══ Extracted data

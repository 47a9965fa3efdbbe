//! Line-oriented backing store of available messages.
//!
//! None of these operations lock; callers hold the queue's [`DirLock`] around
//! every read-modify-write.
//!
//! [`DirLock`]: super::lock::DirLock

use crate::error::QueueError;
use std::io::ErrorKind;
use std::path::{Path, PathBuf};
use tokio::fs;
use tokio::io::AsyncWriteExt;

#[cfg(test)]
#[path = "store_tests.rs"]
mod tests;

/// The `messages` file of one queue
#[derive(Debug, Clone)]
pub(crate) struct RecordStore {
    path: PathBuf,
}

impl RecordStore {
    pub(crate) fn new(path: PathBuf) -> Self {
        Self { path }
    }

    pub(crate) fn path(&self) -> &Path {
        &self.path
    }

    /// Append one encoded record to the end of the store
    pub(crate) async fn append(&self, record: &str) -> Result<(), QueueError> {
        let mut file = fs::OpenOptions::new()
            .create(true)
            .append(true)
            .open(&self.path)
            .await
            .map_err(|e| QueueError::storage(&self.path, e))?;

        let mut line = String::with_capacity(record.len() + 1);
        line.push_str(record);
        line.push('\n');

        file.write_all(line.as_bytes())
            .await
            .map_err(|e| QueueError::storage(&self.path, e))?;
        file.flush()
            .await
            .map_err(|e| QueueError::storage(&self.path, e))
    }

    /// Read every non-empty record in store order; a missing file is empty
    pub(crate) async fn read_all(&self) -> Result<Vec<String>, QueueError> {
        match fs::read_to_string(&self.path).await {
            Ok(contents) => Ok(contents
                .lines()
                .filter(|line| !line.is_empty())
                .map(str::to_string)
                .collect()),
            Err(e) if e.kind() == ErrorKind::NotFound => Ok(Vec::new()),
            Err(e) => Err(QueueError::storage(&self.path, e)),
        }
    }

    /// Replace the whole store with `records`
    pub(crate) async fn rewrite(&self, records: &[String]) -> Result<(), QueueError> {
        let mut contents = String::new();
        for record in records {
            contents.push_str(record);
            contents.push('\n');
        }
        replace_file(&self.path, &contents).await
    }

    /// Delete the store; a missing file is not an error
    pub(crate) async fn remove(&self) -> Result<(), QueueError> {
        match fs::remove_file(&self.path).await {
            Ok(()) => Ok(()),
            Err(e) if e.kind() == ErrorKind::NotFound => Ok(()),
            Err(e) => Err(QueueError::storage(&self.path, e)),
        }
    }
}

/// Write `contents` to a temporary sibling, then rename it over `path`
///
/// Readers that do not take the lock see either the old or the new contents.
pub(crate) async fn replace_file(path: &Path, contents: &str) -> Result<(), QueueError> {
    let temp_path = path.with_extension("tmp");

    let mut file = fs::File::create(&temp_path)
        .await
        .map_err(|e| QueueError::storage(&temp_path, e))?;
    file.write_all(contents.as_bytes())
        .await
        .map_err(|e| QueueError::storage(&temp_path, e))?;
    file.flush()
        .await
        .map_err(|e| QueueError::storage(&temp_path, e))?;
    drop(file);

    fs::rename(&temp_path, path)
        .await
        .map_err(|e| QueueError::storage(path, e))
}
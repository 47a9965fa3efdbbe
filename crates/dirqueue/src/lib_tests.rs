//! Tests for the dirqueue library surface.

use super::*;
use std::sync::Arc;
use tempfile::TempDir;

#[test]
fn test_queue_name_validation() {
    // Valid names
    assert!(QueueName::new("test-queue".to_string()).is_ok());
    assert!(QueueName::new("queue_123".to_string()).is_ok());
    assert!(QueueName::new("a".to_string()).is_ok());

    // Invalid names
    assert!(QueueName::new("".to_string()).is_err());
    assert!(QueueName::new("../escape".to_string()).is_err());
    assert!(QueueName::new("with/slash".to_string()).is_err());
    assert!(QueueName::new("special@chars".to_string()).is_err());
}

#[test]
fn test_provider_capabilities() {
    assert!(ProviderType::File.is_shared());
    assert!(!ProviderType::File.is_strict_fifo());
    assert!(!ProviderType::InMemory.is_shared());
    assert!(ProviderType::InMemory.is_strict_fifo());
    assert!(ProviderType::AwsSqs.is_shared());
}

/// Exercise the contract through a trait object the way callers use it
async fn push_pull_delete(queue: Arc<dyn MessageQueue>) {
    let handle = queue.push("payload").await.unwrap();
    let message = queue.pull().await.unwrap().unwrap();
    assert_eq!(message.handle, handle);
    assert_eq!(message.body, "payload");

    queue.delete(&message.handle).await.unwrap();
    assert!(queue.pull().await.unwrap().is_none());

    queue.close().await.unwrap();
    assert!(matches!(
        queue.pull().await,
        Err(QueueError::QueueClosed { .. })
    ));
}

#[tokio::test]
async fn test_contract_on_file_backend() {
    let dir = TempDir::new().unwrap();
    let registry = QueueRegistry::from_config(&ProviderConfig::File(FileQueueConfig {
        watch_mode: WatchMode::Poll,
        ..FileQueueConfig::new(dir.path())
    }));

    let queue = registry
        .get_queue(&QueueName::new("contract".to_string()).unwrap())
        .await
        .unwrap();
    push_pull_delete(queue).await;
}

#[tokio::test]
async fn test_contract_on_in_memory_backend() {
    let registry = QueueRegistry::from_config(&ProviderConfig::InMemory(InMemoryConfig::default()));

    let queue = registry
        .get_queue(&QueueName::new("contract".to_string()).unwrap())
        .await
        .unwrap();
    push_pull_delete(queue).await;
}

════

Required action
Copy every line that appears above, with each word kept as it is.

Solution for this task
repository 47a9965fa3efdbbe
//! Line-oriented backing store of available messages.
//!
//! None of these operations lock; callers hold the queue's [`DirLock`] around
//! every read-modify-write.
//!
//! [`DirLock`]: super::lock::DirLock

use crate::error::QueueError;
use std::io::ErrorKind;
use std::path::{Path, PathBuf};
use tokio::fs;
use tokio::io::AsyncWriteExt;

#[cfg(test)]
#[path = "store_tests.rs"]
mod tests;

/// The `messages` file of one queue
#[derive(Debug, Clone)]
pub(crate) struct RecordStore {
    path: PathBuf,
}

impl RecordStore {
    pub(crate) fn new(path: PathBuf) -> Self {
        Self { path }
    }

    pub(crate) fn path(&self) -> &Path {
        &self.path
    }

    /// Append one encoded record to the end of the store
    pub(crate) async fn append(&self, record: &str) -> Result<(), QueueError> {
        let mut file = fs::OpenOptions::new()
            .create(true)
            .append(true)
            .open(&self.path)
            .await
            .map_err(|e| QueueError::storage(&self.path, e))?;

        let mut line = String::with_capacity(record.len() + 1);
        line.push_str(record);
        line.push('\n');

        file.write_all(line.as_bytes())
            .await
            .map_err(|e| QueueError::storage(&self.path, e))?;
        file.flush()
            .await
            .map_err(|e| QueueError::storage(&self.path, e))
    }

    /// Read every non-empty record in store order; a missing file is empty
    pub(crate) async fn read_all(&self) -> Result<Vec<String>, QueueError> {
        match fs::read_to_string(&self.path).await {
            Ok(contents) => Ok(contents
                .lines()
                .filter(|line| !line.is_empty())
                .map(str::to_string)
                .collect()),
            Err(e) if e.kind() == ErrorKind::NotFound => Ok(Vec::new()),
            Err(e) => Err(QueueError::storage(&self.path, e)),
        }
    }

    /// Replace the whole store with `records`
    pub(crate) async fn rewrite(&self, records: &[String]) -> Result<(), QueueError> {
        let mut contents = String::new();
        for record in records {
            contents.push_str(record);
            contents.push('\n');
        }
        replace_file(&self.path, &contents).await
    }

    /// Delete the store; a missing file is not an error
    pub(crate) async fn remove(&self) -> Result<(), QueueError> {
        match fs::remove_file(&self.path).await {
            Ok(()) => Ok(()),
            Err(e) if e.kind() == ErrorKind::NotFound => Ok(()),
            Err(e) => Err(QueueError::storage(&self.path, e)),
        }
    }
}

/// Write `contents` to a temporary sibling, then rename it over `path`
///
/// Readers that do not take the lock see either the old or the new contents.
pub(crate) async fn replace_file(path: &Path, contents: &str) -> Result<(), QueueError> {
    let temp_path = path.with_extension("tmp");

    let mut file = fs::File::create(&temp_path)
        .await
        .map_err(|e| QueueError::storage(&temp_path, e))?;
    file.write_all(contents.as_bytes())
        .await
        .map_err(|e| QueueError::storage(&temp_path, e))?;
    file.flush()
        .await
        .map_err(|e| QueueError::storage(&temp_path, e))?;
    drop(file);

    fs::rename(&temp_path, path)
        .await
        .map_err(|e| QueueError::storage(path, e))
}
repository 47a9965fa3efdbbe
filename crates/dirqueue/src/lib_tests.rs
//! Tests for the dirqueue library surface.

use super::*;
use std::sync::Arc;
use tempfile::TempDir;

#[test]
fn test_queue_name_validation() {
    // Valid names
    assert!(QueueName::new("test-queue".to_string()).is_ok());
    assert!(QueueName::new("queue_123".to_string()).is_ok());
    assert!(QueueName::new("a".to_string()).is_ok());

    // Invalid names
    assert!(QueueName::new("".to_string()).is_err());
    assert!(QueueName::new("../escape".to_string()).is_err());
    assert!(QueueName::new("with/slash".to_string()).is_err());
    assert!(QueueName::new("special@chars".to_string()).is_err());
}

#[test]
fn test_provider_capabilities() {
    assert!(ProviderType::File.is_shared());
    assert!(!ProviderType::File.is_strict_fifo());
    assert!(!ProviderType::InMemory.is_shared());
    assert!(ProviderType::InMemory.is_strict_fifo());
    assert!(ProviderType::AwsSqs.is_shared());
}

/// Exercise the contract through a trait object the way callers use it
async fn push_pull_delete(queue: Arc<dyn MessageQueue>) {
    let handle = queue.push("payload").await.unwrap();
    let message = queue.pull().await.unwrap().unwrap();
    assert_eq!(message.handle, handle);
    assert_eq!(message.body, "payload");

    queue.delete(&message.handle).await.unwrap();
    assert!(queue.pull().await.unwrap().is_none());

    queue.close().await.unwrap();
    assert!(matches!(
        queue.pull().await,
        Err(QueueError::QueueClosed { .. })
    ));
}

#[tokio::test]
async fn test_contract_on_file_backend() {
    let dir = TempDir::new().unwrap();
    let registry = QueueRegistry::from_config(&ProviderConfig::File(FileQueueConfig {
        watch_mode: WatchMode::Poll,
        ..FileQueueConfig::new(dir.path())
    }));

    let queue = registry
        .get_queue(&QueueName::new("contract".to_string()).unwrap())
        .await
        .unwrap();
    push_pull_delete(queue).await;
}

#[tokio::test]
async fn test_contract_on_in_memory_backend() {
    let registry = QueueRegistry::from_config(&ProviderConfig::InMemory(InMemoryConfig::default()));

    let queue = registry
        .get_queue(&QueueName::new("contract".to_string()).unwrap())
        .await
        .unwrap();
    push_pull_delete(queue).await;
}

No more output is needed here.